Bone Loss and Osteoporosis: AI drugs inhibit estrogen synthesis, leading to an annual bone density decline of 2%-3% and a 30% increase in fracture risk. 2025 Guidelines Recommendations: ① Perform bone mineral density (DXA) testing prior to treatment; initiate bisphosphonates (e.g., zoledronic acid 4mg every 6 months) or RANKL inhibitors (denosumab 60mg every 6 months) for T-scores ≤ -2.5. ② Daily supplementation of calcium (1000-1200mg) and vitamin D (800-1000IU) for all patients; ③ Bone density reassessment every 12-18 months; reduce medication dosage when T-score improves to ≥-2.0.
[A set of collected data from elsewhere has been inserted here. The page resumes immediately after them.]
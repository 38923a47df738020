//! XTS-AES (IEEE P1619, NIST SP 800-38E) with ciphertext stealing,
//! plus a runner for NIST CAVS test vector files.
pub mod vectors;
pub mod xts;

pub use xts::{xts_encrypt, Block, BlockCipher, XtsAes, XtsContext, XtsError};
Vaginal Dryness and Sexual Dysfunction: Occurring in approximately 50%-60% of cases, this impacts patients’ sexual quality of life. The 2025 Phase II trial (VAGINAL-HEALTH-01) demonstrated that topical application of hyaluronic acid gel (once daily) achieved an 80% relief rate for vaginal dryness without hormone exposure risk; For patients with concomitant sexual dysfunction, combined sexual therapy counseling (once every two weeks for six sessions) improved sexual satisfaction by 65%, significantly outperforming drug intervention alone.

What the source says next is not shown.